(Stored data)
####

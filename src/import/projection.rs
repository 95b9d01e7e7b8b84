//! Streaming column projection.
//!
//! When only some of a table's columns are ingested, the source rows are
//! reduced to the selected columns on the fly. The source header decides
//! which field positions are kept; the output is delimited text with a header
//! of the selected names followed by one line per source row.
//!
//! Parsing follows the CSV conventions of the store: fields may be quoted,
//! quotes inside quoted fields are doubled, and quoted fields may contain the
//! delimiter or line breaks. Chunk boundaries can fall anywhere.

use bytes::Bytes;
use futures::{stream, StreamExt};
use tracing::debug;

use super::ImportError;
use crate::error::TransportError;
use crate::transport::ByteStream;

const QUOTE: u8 = b'"';

#[derive(Debug, Default)]
struct Field {
    data: Vec<u8>,
    quoted: bool,
}

/// Incremental CSV row projector.
///
/// Feed chunks with [`push`](Self::push) and call [`finish`](Self::finish)
/// once the source ends. Output for complete rows is appended to the caller's
/// buffer.
#[derive(Debug)]
pub struct RowProjector {
    columns: Vec<String>,
    delimiter: u8,
    /// Source positions of the selected columns, once the header is read.
    indices: Option<Vec<usize>>,
    row: Vec<Field>,
    field: Field,
    in_quotes: bool,
    quote_pending: bool,
    /// An unquoted `\r` that is dropped only if `\n` follows.
    cr_pending: bool,
    /// Source rows completed, header included.
    rows_seen: usize,
}

impl RowProjector {
    /// Project onto `columns`, splitting fields on `delimiter`.
    pub fn new(columns: Vec<String>, delimiter: u8) -> Self {
        Self {
            columns,
            delimiter,
            indices: None,
            row: Vec::new(),
            field: Field::default(),
            in_quotes: false,
            quote_pending: false,
            cr_pending: false,
            rows_seen: 0,
        }
    }

    /// Whether the source header has been read and resolved.
    pub fn header_resolved(&self) -> bool {
        self.indices.is_some()
    }

    /// Source positions of the selected columns.
    pub fn indices(&self) -> Option<&[usize]> {
        self.indices.as_deref()
    }

    /// Consume a chunk of source bytes.
    ///
    /// # Errors
    ///
    /// `ImportError::MissingColumn` if the header lacks a selected column.
    pub fn push(&mut self, chunk: &[u8], out: &mut Vec<u8>) -> Result<(), ImportError> {
        for &byte in chunk {
            if self.cr_pending {
                self.cr_pending = false;
                if byte != b'\n' {
                    self.field.data.push(b'\r');
                }
            }

            if self.in_quotes {
                if self.quote_pending {
                    self.quote_pending = false;
                    if byte == QUOTE {
                        self.field.data.push(QUOTE);
                        continue;
                    }
                    self.in_quotes = false;
                } else if byte == QUOTE {
                    self.quote_pending = true;
                    continue;
                } else {
                    self.field.data.push(byte);
                    continue;
                }
            }

            match byte {
                QUOTE if self.field.data.is_empty() && !self.field.quoted => {
                    self.in_quotes = true;
                    self.field.quoted = true;
                }
                b'\n' => {
                    self.end_field();
                    self.end_row(out)?;
                }
                b'\r' => self.cr_pending = true,
                _ if byte == self.delimiter => self.end_field(),
                _ => self.field.data.push(byte),
            }
        }
        Ok(())
    }

    /// Flush the last row.
    ///
    /// # Errors
    ///
    /// `ImportError::MalformedInput` if the source ends inside a quoted
    /// field, or the errors of [`push`](Self::push).
    pub fn finish(&mut self, out: &mut Vec<u8>) -> Result<(), ImportError> {
        if self.in_quotes && !self.quote_pending {
            return Err(ImportError::MalformedInput {
                row: self.rows_seen + 1,
                message: "unterminated quoted field".to_string(),
            });
        }
        self.in_quotes = false;
        self.quote_pending = false;
        if std::mem::take(&mut self.cr_pending) {
            self.field.data.push(b'\r');
        }

        if !self.row.is_empty() || !self.field.data.is_empty() || self.field.quoted {
            self.end_field();
            self.end_row(out)?;
        }
        Ok(())
    }

    fn end_field(&mut self) {
        self.row.push(std::mem::take(&mut self.field));
    }

    fn end_row(&mut self, out: &mut Vec<u8>) -> Result<(), ImportError> {
        let row = std::mem::take(&mut self.row);
        if row.len() == 1 && row[0].data.is_empty() && !row[0].quoted {
            return Ok(());
        }
        self.rows_seen += 1;

        let Some(indices) = &self.indices else {
            return self.resolve_header(&row, out);
        };

        let empty = Field::default();
        for (i, &index) in indices.iter().enumerate() {
            if i > 0 {
                out.push(self.delimiter);
            }
            write_field(row.get(index).unwrap_or(&empty), self.delimiter, out);
        }
        out.push(b'\n');
        Ok(())
    }

    fn resolve_header(&mut self, row: &[Field], out: &mut Vec<u8>) -> Result<(), ImportError> {
        let names: Vec<String> = row
            .iter()
            .enumerate()
            .map(|(i, field)| {
                let name = String::from_utf8_lossy(&field.data);
                let name: &str = if i == 0 { name.trim_start_matches('\u{feff}') } else { &name };
                name.trim().to_string()
            })
            .collect();

        let indices = self
            .columns
            .iter()
            .map(|column| {
                names
                    .iter()
                    .position(|name| name == column.trim())
                    .ok_or_else(|| ImportError::MissingColumn {
                        column: column.clone(),
                    })
            })
            .collect::<Result<Vec<_>, _>>()?;

        debug!(source_columns = names.len(), selected = ?indices, "Resolved projection");

        for (i, column) in self.columns.iter().enumerate() {
            if i > 0 {
                out.push(self.delimiter);
            }
            let field = Field {
                data: column.as_bytes().to_vec(),
                quoted: false,
            };
            write_field(&field, self.delimiter, out);
        }
        out.push(b'\n');
        self.indices = Some(indices);
        Ok(())
    }
}

fn write_field(field: &Field, delimiter: u8, out: &mut Vec<u8>) {
    let needs_quotes = field.quoted
        || field
            .data
            .iter()
            .any(|&b| b == delimiter || b == QUOTE || b == b'\n' || b == b'\r');
    if !needs_quotes {
        out.extend_from_slice(&field.data);
        return;
    }

    out.push(QUOTE);
    for &b in &field.data {
        if b == QUOTE {
            out.push(QUOTE);
        }
        out.push(b);
    }
    out.push(QUOTE);
}

/// Project a delimited byte stream onto `columns`.
///
/// The source header is read before returning, so an unknown column is
/// reported before anything is sent to the store. Later parse errors end the
/// returned stream with `TransportError::Protocol`. A source without any rows
/// yields an empty stream.
///
/// # Errors
///
/// `ImportError::MissingColumn` for a selected column absent from the header,
/// `ImportError::Source` if the source fails while the header is read.
pub async fn project_stream(
    mut source: ByteStream,
    columns: &[String],
    delimiter: u8,
) -> Result<ByteStream, ImportError> {
    let mut projector = RowProjector::new(columns.to_vec(), delimiter);
    let mut head = Vec::new();

    while !projector.header_resolved() {
        match source.next().await {
            Some(chunk) => projector.push(&chunk.map_err(ImportError::Source)?, &mut head)?,
            None => {
                projector.finish(&mut head)?;
                if !projector.header_resolved() {
                    return Ok(Box::pin(stream::empty::<Result<Bytes, TransportError>>()));
                }
                return Ok(Box::pin(stream::once(async move {
                    Ok::<_, TransportError>(Bytes::from(head))
                })));
            }
        }
    }

    let rest = stream::try_unfold(
        (source, projector, false),
        |(mut source, mut projector, done)| async move {
            if done {
                return Ok::<_, TransportError>(None);
            }
            loop {
                let mut out = Vec::new();
                let finished = match source.next().await {
                    Some(chunk) => {
                        projector.push(&chunk?, &mut out).map_err(to_transport)?;
                        false
                    }
                    None => {
                        projector.finish(&mut out).map_err(to_transport)?;
                        true
                    }
                };
                if !out.is_empty() {
                    return Ok(Some((Bytes::from(out), (source, projector, finished))));
                }
                if finished {
                    return Ok(None);
                }
            }
        },
    );

    let head = stream::once(async move { Ok::<_, TransportError>(Bytes::from(head)) });
    Ok(Box::pin(head.chain(rest)))
}

fn to_transport(err: ImportError) -> TransportError {
    TransportError::Protocol(err.to_string())
}
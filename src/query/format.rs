//! Delimited-text wire formats and delimiter codes.

use std::fmt;

/// Default field delimiter.
pub const DEFAULT_DELIMITER: char = ',';

/// ClickHouse setting that selects the CSV field delimiter.
pub const CSV_DELIMITER_SETTING: &str = "format_csv_delimiter";

/// Text format family exchanged with the store.
#[derive(Debug, Clone, Copy, PartialEq, Eq, Default)]
pub enum FormatKind {
    /// CSV with a header row.
    #[default]
    CsvWithNames,
    /// CSV without a header row.
    Csv,
    /// Tab-separated without a header row.
    TabSeparated,
    /// Tab-separated with a header row.
    TabSeparatedWithNames,
    /// One JSON object per line.
    JsonEachRow,
}

impl FormatKind {
    /// ClickHouse format name used in `FORMAT` clauses.
    pub fn name(&self) -> &'static str {
        match self {
            FormatKind::CsvWithNames => "CSVWithNames",
            FormatKind::Csv => "CSV",
            FormatKind::TabSeparated => "TabSeparated",
            FormatKind::TabSeparatedWithNames => "TabSeparatedWithNames",
            FormatKind::JsonEachRow => "JSONEachRow",
        }
    }

    /// Whether the first line is a header row.
    pub fn has_header(&self) -> bool {
        matches!(
            self,
            FormatKind::CsvWithNames | FormatKind::TabSeparatedWithNames
        )
    }

    /// Whether the field delimiter is configurable.
    pub fn is_csv(&self) -> bool {
        matches!(self, FormatKind::CsvWithNames | FormatKind::Csv)
    }
}

impl fmt::Display for FormatKind {
    fn fmt(&self, f: &mut fmt::Formatter<'_>) -> fmt::Result {
        f.write_str(self.name())
    }
}

/// A wire format together with its field delimiter.
///
/// Tab-separated formats always use `\t`; the delimiter only applies to the
/// CSV family, where it is passed to the store as `format_csv_delimiter`.
#[derive(Debug, Clone, Copy, PartialEq, Eq)]
pub struct WireFormat {
    pub kind: FormatKind,
    pub delimiter: char,
}

impl Default for WireFormat {
    fn default() -> Self {
        Self::csv_with_names(DEFAULT_DELIMITER)
    }
}

impl WireFormat {
    /// CSV with a header row and the given delimiter.
    pub fn csv_with_names(delimiter: char) -> Self {
        Self {
            kind: FormatKind::CsvWithNames,
            delimiter,
        }
    }

    /// Headerless CSV with the given delimiter.
    pub fn csv(delimiter: char) -> Self {
        Self {
            kind: FormatKind::Csv,
            delimiter,
        }
    }

    /// Headerless tab-separated text, used for scalar results.
    pub fn tab_separated() -> Self {
        Self {
            kind: FormatKind::TabSeparated,
            delimiter: '\t',
        }
    }

    /// Newline-delimited JSON objects, used for introspection results.
    pub fn json_each_row() -> Self {
        Self {
            kind: FormatKind::JsonEachRow,
            delimiter: '\n',
        }
    }

    /// The delimiter fields are actually separated by.
    pub fn effective_delimiter(&self) -> char {
        if self.kind.is_csv() {
            self.delimiter
        } else {
            '\t'
        }
    }

    /// Store settings required for this format, as `(name, value)` pairs.
    pub fn settings(&self) -> Vec<(&'static str, String)> {
        if self.kind.is_csv() && self.delimiter != DEFAULT_DELIMITER {
            vec![(CSV_DELIMITER_SETTING, self.delimiter.to_string())]
        } else {
            Vec::new()
        }
    }
}

/// Resolve a delimiter from its textual code.
///
/// The escape sequences `\n`, `\t`, `\r`, `\b`, `\f`, `\'`, `\"` and `\\`
/// map to the character they name. Any other input yields its first
/// character. Empty input has no delimiter.
///
/// # Example
///
/// ```
/// use clickflat::query::parse_delimiter;
///
/// assert_eq!(parse_delimiter("\\t"), Some('\t'));
/// assert_eq!(parse_delimiter(";"), Some(';'));
/// assert_eq!(parse_delimiter("||"), Some('|'));
/// assert_eq!(parse_delimiter(""), None);
/// ```
pub fn parse_delimiter(code: &str) -> Option<char> {
    let escaped = match code {
        "\\n" => Some('\n'),
        "\\t" => Some('\t'),
        "\\r" => Some('\r'),
        "\\b" => Some('\u{8}'),
        "\\f" => Some('\u{c}'),
        "\\'" => Some('\''),
        "\\\"" => Some('"'),
        "\\\\" => Some('\\'),
        _ => None,
    };
    escaped.or_else(|| code.chars().next())
}
//! Text-to-value conversion for store column types.
//!
//! The same parsers back both [`convert`] and type inference, so a value that
//! makes a candidate type plausible during inference also converts to it.

use chrono::{NaiveDate, NaiveDateTime};
use uuid::Uuid;

use super::mapping::StoreType;
use crate::error::ConversionError;

/// ISO calendar date format (`YYYY-MM-DD`).
pub const DATE_FORMAT: &str = "%Y-%m-%d";

/// ISO combined date and time formats accepted for `DateTime` values.
const DATE_TIME_FORMATS: [&str; 4] = [
    "%Y-%m-%dT%H:%M:%S%.f",
    "%Y-%m-%dT%H:%M",
    "%Y-%m-%d %H:%M:%S%.f",
    "%Y-%m-%d %H:%M",
];

/// Format ClickHouse expects for `DateTime` values in text formats.
const WIRE_DATE_TIME_FORMAT: &str = "%Y-%m-%d %H:%M:%S";

/// A converted value in its typed form.
#[derive(Debug, Clone, PartialEq)]
pub enum Value {
    Int32(i32),
    Int64(i64),
    Float64(f64),
    Date(NaiveDate),
    DateTime(NaiveDateTime),
    Boolean(bool),
    Uuid(Uuid),
    String(String),
}

impl Value {
    /// Render the value the way the store reads it in delimited text.
    #[must_use]
    pub fn to_wire(&self) -> String {
        match self {
            Value::Int32(v) => v.to_string(),
            Value::Int64(v) => v.to_string(),
            // `{:?}` keeps the fractional part of integral values
            Value::Float64(v) => format!("{v:?}"),
            Value::Date(v) => v.format(DATE_FORMAT).to_string(),
            Value::DateTime(v) => v.format(WIRE_DATE_TIME_FORMAT).to_string(),
            Value::Boolean(v) => v.to_string(),
            Value::Uuid(v) => v.hyphenated().to_string(),
            Value::String(v) => v.clone(),
        }
    }
}

/// Convert a text value to the representation of `store_type`.
///
/// Missing and empty input converts to `None` for every type. Types without a
/// dedicated parser pass the text through unchanged as [`Value::String`].
///
/// # Errors
///
/// Returns `ConversionError` naming the value and the target type when the text
/// does not parse.
///
/// # Example
///
/// ```
/// use clickflat::types::{convert, StoreType, Value};
///
/// assert_eq!(convert(Some("42"), &StoreType::Int32).unwrap(), Some(Value::Int32(42)));
/// assert_eq!(convert(Some(""), &StoreType::Int32).unwrap(), None);
/// assert!(convert(Some("forty-two"), &StoreType::Int32).is_err());
/// ```
pub fn convert(
    value: Option<&str>,
    store_type: &StoreType,
) -> Result<Option<Value>, ConversionError> {
    let text = match value {
        Some(text) if !text.is_empty() => text,
        _ => return Ok(None),
    };

    let err = |message: &dyn ToString| {
        ConversionError::new(text, store_type.type_name(), message.to_string())
    };

    let converted = match store_type {
        StoreType::Int32 => Value::Int32(text.parse::<i32>().map_err(|e| err(&e))?),
        StoreType::Int64 => Value::Int64(text.parse::<i64>().map_err(|e| err(&e))?),
        StoreType::Float64 => {
            Value::Float64(parse_float(text).ok_or_else(|| err(&"expected a decimal number"))?)
        }
        StoreType::Date => {
            Value::Date(parse_date(text).ok_or_else(|| err(&"expected YYYY-MM-DD"))?)
        }
        StoreType::DateTime => Value::DateTime(
            parse_date_time(text).ok_or_else(|| err(&"expected YYYY-MM-DD[T| ]HH:MM[:SS[.fff]]"))?,
        ),
        StoreType::Boolean => Value::Boolean(
            parse_boolean(text).ok_or_else(|| err(&"expected true/false, 1/0 or yes/no"))?,
        ),
        StoreType::Uuid => Value::Uuid(Uuid::parse_str(text).map_err(|e| err(&e))?),
        StoreType::String | StoreType::Other(_) => Value::String(text.to_string()),
    };

    Ok(Some(converted))
}

/// Whether `text` parses as `store_type`.
pub(crate) fn is_plausible(text: &str, store_type: &StoreType) -> bool {
    match store_type {
        StoreType::Int32 => text.parse::<i32>().is_ok(),
        StoreType::Int64 => text.parse::<i64>().is_ok(),
        StoreType::Float64 => parse_float(text).is_some(),
        StoreType::Date => parse_date(text).is_some(),
        StoreType::DateTime => parse_date_time(text).is_some(),
        StoreType::Boolean => parse_boolean(text).is_some(),
        StoreType::Uuid => Uuid::parse_str(text).is_ok(),
        StoreType::String | StoreType::Other(_) => true,
    }
}

/// Parse a strict `YYYY-MM-DD` date.
pub fn parse_date(text: &str) -> Option<NaiveDate> {
    // chrono accepts unpadded fields; the ISO form is always ten characters.
    if text.len() != 10 {
        return None;
    }
    NaiveDate::parse_from_str(text, DATE_FORMAT).ok()
}

/// Parse a decimal number. Words such as `NaN` or `inf` are not numbers here.
pub fn parse_float(text: &str) -> Option<f64> {
    if !text.bytes().any(|b| b.is_ascii_digit()) {
        return None;
    }
    text.parse().ok()
}

/// Parse a `YYYY-MM-DDTHH:MM[:SS[.fraction]]` date-time. A space may stand
/// in for the `T`, which is how the store writes date-times.
pub fn parse_date_time(text: &str) -> Option<NaiveDateTime> {
    let separated = matches!(text.as_bytes().get(10), Some(b'T' | b' '));
    if !separated || parse_date(&text[..10]).is_none() {
        return None;
    }
    DATE_TIME_FORMATS
        .iter()
        .find_map(|format| NaiveDateTime::parse_from_str(text, format).ok())
}

/// Parse a boolean from `true/false`, `1/0` or `yes/no`, ignoring case.
pub fn parse_boolean(text: &str) -> Option<bool> {
    match text.to_ascii_lowercase().as_str() {
        "true" | "1" | "yes" => Some(true),
        "false" | "0" | "no" => Some(false),
        _ => None,
    }
}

####

▶ [The problem] Where does the string "usize" appear in the records above? Return every line that holds it.

▶ [Answer for this exercise]
    indices: Option<Vec<usize>>,
    rows_seen: usize,
    pub fn indices(&self) -> Option<&[usize]> {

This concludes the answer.